*RECORDS FOR THE EXERCISE*
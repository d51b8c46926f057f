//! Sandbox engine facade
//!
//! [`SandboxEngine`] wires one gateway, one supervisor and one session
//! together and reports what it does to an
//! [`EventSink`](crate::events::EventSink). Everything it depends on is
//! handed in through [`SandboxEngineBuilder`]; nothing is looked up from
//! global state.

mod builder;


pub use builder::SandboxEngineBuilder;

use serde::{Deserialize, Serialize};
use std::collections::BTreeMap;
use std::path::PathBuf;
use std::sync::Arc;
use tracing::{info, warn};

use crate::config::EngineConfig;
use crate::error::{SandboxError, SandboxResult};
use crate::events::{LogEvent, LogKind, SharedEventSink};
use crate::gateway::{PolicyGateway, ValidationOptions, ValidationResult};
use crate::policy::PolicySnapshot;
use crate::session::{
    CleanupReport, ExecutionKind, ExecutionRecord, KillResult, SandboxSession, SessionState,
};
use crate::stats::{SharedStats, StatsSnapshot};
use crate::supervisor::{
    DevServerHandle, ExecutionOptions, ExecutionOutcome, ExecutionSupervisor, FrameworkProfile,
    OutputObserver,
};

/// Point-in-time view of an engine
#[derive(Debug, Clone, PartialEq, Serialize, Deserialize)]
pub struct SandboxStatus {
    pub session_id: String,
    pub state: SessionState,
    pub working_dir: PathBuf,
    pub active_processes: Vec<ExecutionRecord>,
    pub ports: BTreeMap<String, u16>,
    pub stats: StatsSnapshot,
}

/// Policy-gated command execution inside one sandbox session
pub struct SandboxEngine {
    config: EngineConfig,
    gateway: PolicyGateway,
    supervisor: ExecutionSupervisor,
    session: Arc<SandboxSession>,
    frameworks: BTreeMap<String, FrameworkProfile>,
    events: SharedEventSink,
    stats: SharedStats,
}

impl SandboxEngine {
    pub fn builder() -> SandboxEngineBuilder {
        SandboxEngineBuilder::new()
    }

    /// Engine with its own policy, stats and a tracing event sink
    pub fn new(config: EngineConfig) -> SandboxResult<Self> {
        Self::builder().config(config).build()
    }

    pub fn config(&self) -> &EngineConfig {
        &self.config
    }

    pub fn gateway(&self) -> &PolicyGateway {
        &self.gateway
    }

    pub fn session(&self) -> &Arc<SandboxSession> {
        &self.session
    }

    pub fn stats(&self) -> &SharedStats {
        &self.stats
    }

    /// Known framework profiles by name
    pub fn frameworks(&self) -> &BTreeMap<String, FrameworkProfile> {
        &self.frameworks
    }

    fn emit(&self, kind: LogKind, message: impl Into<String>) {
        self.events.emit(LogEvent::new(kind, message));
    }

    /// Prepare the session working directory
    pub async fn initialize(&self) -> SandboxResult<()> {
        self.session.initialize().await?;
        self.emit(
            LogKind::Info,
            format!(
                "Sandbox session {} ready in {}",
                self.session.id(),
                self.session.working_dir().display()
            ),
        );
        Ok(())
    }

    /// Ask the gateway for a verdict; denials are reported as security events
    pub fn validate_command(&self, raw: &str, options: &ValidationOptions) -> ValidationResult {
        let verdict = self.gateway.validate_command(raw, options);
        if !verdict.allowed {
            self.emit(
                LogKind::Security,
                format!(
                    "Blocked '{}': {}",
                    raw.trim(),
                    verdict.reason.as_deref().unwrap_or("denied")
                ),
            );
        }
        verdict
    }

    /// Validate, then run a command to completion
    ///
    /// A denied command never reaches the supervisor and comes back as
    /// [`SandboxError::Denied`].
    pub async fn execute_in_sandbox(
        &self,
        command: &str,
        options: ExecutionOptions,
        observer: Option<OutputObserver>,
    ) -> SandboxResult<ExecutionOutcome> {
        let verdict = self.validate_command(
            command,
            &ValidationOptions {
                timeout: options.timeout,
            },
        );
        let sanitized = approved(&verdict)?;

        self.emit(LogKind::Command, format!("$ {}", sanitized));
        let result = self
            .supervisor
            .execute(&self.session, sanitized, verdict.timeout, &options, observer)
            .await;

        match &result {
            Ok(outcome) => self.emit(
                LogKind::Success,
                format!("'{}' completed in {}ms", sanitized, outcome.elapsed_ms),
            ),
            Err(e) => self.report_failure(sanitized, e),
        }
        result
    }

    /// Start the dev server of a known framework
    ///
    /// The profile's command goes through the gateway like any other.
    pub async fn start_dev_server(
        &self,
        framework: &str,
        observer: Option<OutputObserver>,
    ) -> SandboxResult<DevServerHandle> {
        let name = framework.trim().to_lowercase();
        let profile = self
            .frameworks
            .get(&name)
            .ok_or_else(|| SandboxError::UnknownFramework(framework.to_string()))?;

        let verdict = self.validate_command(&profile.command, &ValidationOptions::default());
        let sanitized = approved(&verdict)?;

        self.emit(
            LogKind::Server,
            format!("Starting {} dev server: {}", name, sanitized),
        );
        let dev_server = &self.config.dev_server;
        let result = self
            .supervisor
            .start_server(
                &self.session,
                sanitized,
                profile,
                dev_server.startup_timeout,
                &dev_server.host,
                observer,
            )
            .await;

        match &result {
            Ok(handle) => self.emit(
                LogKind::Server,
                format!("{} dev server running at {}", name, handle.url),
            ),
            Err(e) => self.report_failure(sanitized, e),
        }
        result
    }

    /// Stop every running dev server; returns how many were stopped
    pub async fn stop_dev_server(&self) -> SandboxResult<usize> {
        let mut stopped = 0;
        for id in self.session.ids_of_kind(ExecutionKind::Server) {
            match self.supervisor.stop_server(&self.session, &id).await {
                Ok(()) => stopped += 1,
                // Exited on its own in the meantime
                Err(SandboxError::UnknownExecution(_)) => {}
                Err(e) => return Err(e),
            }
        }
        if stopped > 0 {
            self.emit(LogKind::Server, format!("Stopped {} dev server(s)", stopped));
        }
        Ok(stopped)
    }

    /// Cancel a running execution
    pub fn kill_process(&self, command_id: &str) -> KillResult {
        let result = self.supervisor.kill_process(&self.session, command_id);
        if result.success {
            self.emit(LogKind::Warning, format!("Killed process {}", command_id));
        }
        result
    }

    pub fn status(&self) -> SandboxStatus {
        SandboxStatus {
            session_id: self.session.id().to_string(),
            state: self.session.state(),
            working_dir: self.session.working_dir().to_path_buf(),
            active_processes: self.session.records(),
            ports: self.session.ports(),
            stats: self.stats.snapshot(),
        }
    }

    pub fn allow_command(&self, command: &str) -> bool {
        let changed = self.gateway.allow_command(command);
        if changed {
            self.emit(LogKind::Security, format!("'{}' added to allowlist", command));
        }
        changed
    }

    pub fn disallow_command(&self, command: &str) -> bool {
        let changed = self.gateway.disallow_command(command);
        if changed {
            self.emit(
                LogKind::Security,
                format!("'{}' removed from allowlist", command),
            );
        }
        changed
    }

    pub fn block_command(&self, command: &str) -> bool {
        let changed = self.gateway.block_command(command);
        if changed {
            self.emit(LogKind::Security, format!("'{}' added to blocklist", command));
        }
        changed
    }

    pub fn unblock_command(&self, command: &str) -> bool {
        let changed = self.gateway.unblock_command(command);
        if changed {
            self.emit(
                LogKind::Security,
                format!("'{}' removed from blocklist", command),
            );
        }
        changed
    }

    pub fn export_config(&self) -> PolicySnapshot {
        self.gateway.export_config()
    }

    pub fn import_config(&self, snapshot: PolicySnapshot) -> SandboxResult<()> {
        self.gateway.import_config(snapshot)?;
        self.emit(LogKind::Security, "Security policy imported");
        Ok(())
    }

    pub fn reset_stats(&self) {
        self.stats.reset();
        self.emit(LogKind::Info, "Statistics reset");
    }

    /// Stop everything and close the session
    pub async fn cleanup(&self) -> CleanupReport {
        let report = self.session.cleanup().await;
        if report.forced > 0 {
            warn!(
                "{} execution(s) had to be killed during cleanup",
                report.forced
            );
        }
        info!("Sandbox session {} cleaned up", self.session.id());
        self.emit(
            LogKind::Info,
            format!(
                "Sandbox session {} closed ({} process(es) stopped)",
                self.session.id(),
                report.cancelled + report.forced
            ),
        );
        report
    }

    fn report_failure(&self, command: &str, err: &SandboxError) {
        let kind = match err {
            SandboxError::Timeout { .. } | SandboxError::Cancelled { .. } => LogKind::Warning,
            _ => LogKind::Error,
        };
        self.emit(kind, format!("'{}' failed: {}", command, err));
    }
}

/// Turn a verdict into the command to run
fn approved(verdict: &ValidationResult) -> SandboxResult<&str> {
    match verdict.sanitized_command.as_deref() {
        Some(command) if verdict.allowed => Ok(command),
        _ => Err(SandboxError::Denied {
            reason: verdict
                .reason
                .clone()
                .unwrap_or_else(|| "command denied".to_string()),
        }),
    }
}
* * *
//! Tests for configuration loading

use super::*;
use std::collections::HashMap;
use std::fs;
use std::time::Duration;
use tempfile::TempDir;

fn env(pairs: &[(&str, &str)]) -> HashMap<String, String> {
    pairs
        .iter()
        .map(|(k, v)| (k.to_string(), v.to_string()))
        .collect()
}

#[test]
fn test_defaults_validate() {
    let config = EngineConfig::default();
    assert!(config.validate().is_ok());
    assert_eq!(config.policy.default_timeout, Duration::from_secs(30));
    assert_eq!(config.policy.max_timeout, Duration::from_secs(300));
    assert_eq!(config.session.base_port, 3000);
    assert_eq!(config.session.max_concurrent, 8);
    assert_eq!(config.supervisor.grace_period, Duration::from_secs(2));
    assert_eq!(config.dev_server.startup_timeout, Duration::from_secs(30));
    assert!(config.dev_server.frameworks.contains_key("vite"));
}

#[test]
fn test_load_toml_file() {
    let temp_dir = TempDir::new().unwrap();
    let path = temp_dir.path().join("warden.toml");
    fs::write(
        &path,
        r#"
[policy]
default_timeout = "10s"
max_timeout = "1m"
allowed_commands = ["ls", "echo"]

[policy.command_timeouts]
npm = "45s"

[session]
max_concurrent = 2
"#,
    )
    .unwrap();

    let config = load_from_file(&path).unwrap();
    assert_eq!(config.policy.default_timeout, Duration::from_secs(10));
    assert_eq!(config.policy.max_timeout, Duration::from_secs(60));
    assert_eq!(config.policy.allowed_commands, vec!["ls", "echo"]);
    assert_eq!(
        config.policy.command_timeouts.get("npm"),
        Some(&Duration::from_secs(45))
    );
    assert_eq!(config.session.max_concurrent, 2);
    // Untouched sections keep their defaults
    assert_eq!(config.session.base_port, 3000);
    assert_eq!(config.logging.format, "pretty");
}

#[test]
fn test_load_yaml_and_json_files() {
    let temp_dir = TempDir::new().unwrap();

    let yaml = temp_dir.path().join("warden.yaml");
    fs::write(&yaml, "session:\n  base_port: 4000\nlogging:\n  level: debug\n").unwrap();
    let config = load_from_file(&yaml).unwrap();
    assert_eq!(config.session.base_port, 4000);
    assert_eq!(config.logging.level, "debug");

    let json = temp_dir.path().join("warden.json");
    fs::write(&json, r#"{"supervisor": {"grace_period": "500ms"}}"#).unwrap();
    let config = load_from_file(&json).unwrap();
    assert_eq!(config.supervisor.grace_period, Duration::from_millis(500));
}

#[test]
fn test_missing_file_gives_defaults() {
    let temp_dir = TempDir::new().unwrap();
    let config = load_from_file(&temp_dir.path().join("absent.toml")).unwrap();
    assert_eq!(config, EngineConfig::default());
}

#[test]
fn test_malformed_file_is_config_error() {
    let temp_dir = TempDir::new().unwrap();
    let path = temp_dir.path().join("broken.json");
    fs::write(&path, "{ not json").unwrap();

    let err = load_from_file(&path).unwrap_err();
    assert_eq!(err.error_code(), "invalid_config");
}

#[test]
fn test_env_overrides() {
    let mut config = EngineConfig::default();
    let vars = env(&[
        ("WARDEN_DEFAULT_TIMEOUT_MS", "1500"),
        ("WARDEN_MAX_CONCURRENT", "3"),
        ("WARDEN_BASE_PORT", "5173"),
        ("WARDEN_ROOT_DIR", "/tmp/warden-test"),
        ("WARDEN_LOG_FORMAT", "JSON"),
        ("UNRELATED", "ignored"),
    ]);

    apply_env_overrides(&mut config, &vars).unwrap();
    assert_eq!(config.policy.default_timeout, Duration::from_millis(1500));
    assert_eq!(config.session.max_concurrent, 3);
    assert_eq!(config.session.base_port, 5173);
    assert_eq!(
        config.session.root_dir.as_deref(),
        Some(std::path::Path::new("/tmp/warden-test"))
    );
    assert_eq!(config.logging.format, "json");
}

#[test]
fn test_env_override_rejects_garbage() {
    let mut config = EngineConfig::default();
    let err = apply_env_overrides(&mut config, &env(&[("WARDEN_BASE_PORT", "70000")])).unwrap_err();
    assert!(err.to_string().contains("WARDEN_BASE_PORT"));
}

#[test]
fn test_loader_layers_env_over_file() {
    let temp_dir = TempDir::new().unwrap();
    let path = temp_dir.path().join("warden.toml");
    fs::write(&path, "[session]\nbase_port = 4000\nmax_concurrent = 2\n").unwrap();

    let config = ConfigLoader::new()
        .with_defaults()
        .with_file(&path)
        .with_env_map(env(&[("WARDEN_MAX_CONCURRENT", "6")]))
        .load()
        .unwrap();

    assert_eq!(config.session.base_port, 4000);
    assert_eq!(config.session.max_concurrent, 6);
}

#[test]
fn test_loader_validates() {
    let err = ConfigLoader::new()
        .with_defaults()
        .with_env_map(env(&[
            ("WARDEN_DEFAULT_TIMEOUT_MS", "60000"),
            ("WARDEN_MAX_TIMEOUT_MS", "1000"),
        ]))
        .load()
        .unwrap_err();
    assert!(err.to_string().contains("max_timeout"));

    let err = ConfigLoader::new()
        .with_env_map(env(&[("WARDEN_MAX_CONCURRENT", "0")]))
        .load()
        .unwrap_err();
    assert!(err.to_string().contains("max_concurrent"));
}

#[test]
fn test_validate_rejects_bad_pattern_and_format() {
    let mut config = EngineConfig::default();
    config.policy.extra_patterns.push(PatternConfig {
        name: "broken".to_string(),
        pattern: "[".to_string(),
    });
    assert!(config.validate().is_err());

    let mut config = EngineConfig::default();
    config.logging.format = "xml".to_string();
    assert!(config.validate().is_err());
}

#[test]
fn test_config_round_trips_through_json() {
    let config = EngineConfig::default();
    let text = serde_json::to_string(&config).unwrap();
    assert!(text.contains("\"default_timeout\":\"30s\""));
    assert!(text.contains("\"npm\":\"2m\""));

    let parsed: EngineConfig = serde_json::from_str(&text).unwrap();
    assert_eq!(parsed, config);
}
---
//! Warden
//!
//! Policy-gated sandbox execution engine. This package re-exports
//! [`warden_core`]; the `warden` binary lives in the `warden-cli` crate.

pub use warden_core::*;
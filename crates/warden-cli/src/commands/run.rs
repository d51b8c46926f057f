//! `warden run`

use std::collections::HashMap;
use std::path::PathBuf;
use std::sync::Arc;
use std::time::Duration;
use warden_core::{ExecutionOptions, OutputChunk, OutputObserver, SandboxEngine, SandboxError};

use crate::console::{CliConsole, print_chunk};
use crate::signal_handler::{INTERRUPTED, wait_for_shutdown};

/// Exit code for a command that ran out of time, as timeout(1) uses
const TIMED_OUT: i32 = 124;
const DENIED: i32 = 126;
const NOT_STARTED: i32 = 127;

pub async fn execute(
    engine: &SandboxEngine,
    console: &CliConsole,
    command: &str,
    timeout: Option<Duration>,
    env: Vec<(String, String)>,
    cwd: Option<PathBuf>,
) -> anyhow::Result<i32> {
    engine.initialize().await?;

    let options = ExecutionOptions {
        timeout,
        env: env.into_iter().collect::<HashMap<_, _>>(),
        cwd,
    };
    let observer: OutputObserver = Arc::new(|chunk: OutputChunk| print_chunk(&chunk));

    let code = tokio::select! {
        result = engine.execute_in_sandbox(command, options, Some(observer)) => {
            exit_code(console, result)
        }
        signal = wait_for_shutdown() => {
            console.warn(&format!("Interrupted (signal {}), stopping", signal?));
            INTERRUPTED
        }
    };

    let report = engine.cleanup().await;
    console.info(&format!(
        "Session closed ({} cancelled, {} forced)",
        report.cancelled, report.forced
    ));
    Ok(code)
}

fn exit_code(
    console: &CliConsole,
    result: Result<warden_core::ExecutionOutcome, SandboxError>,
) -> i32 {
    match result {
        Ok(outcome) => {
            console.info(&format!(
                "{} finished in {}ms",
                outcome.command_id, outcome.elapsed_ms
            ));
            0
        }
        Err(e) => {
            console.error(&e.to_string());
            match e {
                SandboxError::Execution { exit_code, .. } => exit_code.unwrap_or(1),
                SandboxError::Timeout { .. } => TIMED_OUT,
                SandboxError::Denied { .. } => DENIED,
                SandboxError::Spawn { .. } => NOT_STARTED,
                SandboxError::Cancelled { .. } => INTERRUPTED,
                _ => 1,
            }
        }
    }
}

*TRY IT*
Look above for the line containing "pub fn config(&self)". Output from there through the line containing "profiles by name", exactly and inclusively.

*RESPONSE TO THE TASK*
    pub fn config(&self) -> &EngineConfig {
        &self.config
    }

    pub fn gateway(&self) -> &PolicyGateway {
        &self.gateway
    }

    pub fn session(&self) -> &Arc<SandboxSession> {
        &self.session
    }

    pub fn stats(&self) -> &SharedStats {
        &self.stats
    }

    /// Known framework profiles by name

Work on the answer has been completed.